- [Records provided]:

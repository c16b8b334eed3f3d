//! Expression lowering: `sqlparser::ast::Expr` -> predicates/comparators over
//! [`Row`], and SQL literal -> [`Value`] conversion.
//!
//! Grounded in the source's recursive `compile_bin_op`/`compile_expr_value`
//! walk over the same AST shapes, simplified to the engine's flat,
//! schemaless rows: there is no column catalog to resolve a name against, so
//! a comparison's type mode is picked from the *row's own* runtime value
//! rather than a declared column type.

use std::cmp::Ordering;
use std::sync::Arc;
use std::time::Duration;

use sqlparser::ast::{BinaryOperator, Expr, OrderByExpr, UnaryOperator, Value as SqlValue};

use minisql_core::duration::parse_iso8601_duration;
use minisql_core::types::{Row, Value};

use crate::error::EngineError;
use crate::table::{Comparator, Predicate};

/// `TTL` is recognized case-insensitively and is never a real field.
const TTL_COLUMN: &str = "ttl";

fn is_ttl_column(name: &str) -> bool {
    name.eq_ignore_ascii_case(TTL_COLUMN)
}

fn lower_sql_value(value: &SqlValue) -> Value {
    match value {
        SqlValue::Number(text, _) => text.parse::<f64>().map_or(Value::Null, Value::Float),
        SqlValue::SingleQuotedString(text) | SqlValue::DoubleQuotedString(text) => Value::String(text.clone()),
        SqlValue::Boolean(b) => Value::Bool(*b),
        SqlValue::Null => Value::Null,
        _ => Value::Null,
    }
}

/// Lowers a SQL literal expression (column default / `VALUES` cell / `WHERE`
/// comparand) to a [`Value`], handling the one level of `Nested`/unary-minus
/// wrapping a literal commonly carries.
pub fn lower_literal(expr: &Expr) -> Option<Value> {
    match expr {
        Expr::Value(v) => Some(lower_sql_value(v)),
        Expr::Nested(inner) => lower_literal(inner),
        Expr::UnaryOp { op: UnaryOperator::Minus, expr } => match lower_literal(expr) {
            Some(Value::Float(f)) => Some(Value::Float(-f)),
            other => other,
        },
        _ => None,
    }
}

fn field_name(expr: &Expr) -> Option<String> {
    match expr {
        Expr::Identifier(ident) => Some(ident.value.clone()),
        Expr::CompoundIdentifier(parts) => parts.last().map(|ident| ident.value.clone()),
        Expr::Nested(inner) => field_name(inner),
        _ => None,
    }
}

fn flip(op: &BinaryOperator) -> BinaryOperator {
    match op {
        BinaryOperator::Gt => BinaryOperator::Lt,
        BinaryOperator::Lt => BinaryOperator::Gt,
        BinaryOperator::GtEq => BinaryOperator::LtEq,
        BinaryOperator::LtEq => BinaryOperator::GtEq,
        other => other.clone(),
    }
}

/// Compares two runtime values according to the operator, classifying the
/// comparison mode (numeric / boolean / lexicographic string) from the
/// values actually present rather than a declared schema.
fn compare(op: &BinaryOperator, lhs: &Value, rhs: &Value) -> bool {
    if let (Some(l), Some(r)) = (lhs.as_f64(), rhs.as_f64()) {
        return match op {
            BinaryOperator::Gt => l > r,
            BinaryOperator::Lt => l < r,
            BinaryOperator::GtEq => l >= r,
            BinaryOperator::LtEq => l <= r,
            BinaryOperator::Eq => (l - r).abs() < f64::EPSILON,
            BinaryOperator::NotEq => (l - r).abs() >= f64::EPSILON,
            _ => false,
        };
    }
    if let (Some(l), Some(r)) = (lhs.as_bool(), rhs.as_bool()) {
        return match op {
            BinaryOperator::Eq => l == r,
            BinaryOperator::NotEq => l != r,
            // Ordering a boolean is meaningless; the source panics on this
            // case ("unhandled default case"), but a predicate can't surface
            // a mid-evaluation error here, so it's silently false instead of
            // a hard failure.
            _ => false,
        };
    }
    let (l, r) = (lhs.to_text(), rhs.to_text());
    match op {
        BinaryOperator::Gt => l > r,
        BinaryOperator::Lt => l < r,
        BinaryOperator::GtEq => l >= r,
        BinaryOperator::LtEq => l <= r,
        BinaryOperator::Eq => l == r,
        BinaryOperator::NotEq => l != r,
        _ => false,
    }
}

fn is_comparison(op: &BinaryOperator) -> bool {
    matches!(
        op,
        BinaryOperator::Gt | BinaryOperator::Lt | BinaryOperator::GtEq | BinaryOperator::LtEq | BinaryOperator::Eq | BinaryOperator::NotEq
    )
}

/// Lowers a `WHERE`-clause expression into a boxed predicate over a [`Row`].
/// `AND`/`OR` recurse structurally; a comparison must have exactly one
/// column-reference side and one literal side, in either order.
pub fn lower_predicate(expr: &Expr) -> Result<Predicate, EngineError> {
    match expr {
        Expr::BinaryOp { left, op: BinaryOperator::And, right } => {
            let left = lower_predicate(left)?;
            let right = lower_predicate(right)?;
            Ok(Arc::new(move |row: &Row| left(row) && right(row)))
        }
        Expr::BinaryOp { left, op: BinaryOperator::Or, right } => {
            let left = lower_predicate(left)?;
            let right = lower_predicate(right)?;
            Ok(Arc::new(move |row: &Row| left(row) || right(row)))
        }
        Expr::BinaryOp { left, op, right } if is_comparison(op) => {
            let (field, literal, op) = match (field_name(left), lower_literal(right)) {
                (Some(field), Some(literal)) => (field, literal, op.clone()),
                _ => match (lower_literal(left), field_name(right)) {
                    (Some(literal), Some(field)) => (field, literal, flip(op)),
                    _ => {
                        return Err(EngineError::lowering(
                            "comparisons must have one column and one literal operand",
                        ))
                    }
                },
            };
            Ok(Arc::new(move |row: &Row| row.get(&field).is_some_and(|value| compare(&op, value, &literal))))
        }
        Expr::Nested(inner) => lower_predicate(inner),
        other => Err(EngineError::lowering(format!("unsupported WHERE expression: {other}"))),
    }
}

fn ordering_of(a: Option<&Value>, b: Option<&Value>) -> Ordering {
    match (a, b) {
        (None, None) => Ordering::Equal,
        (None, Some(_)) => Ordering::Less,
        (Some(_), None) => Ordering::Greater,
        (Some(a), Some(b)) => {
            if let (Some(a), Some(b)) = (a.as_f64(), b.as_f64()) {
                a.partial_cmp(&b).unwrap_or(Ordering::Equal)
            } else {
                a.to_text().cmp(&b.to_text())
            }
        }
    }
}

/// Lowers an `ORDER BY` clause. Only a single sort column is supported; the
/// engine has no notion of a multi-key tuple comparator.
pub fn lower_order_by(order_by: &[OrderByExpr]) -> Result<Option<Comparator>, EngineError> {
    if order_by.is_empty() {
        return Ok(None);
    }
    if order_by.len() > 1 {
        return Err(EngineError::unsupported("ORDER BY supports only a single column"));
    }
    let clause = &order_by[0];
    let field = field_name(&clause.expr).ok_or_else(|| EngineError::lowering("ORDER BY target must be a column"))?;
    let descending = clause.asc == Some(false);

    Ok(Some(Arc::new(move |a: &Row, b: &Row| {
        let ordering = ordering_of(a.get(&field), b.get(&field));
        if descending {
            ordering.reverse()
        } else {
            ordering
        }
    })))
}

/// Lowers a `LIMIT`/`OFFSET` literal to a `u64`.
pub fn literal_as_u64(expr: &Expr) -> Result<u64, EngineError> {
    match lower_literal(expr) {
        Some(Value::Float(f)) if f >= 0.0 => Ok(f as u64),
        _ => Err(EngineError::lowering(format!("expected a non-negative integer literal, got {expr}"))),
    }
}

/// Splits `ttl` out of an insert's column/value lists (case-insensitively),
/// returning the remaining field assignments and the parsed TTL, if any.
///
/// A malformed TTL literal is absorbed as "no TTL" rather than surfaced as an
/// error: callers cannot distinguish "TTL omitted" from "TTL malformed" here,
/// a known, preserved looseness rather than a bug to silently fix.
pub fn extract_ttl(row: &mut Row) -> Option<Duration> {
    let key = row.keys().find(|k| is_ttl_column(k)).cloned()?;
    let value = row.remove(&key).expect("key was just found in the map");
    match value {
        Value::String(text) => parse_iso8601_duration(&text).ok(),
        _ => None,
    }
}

- [Work request]:
Repeat only what lies between the first line of the data and the line containing "op: UnaryOperator::Minus, expr", both of those lines included, exactly as it stands.

- [Task result]:
repository c16b8b334eed3f3d
//! Expression lowering: `sqlparser::ast::Expr` -> predicates/comparators over
//! [`Row`], and SQL literal -> [`Value`] conversion.
//!
//! Grounded in the source's recursive `compile_bin_op`/`compile_expr_value`
//! walk over the same AST shapes, simplified to the engine's flat,
//! schemaless rows: there is no column catalog to resolve a name against, so
//! a comparison's type mode is picked from the *row's own* runtime value
//! rather than a declared column type.

use std::cmp::Ordering;
use std::sync::Arc;
use std::time::Duration;

use sqlparser::ast::{BinaryOperator, Expr, OrderByExpr, UnaryOperator, Value as SqlValue};

use minisql_core::duration::parse_iso8601_duration;
use minisql_core::types::{Row, Value};

use crate::error::EngineError;
use crate::table::{Comparator, Predicate};

/// `TTL` is recognized case-insensitively and is never a real field.
const TTL_COLUMN: &str = "ttl";

fn is_ttl_column(name: &str) -> bool {
    name.eq_ignore_ascii_case(TTL_COLUMN)
}

fn lower_sql_value(value: &SqlValue) -> Value {
    match value {
        SqlValue::Number(text, _) => text.parse::<f64>().map_or(Value::Null, Value::Float),
        SqlValue::SingleQuotedString(text) | SqlValue::DoubleQuotedString(text) => Value::String(text.clone()),
        SqlValue::Boolean(b) => Value::Bool(*b),
        SqlValue::Null => Value::Null,
        _ => Value::Null,
    }
}

/// Lowers a SQL literal expression (column default / `VALUES` cell / `WHERE`
/// comparand) to a [`Value`], handling the one level of `Nested`/unary-minus
/// wrapping a literal commonly carries.
pub fn lower_literal(expr: &Expr) -> Option<Value> {
    match expr {
        Expr::Value(v) => Some(lower_sql_value(v)),
        Expr::Nested(inner) => lower_literal(inner),
        Expr::UnaryOp { op: UnaryOperator::Minus, expr } => match lower_literal(expr) {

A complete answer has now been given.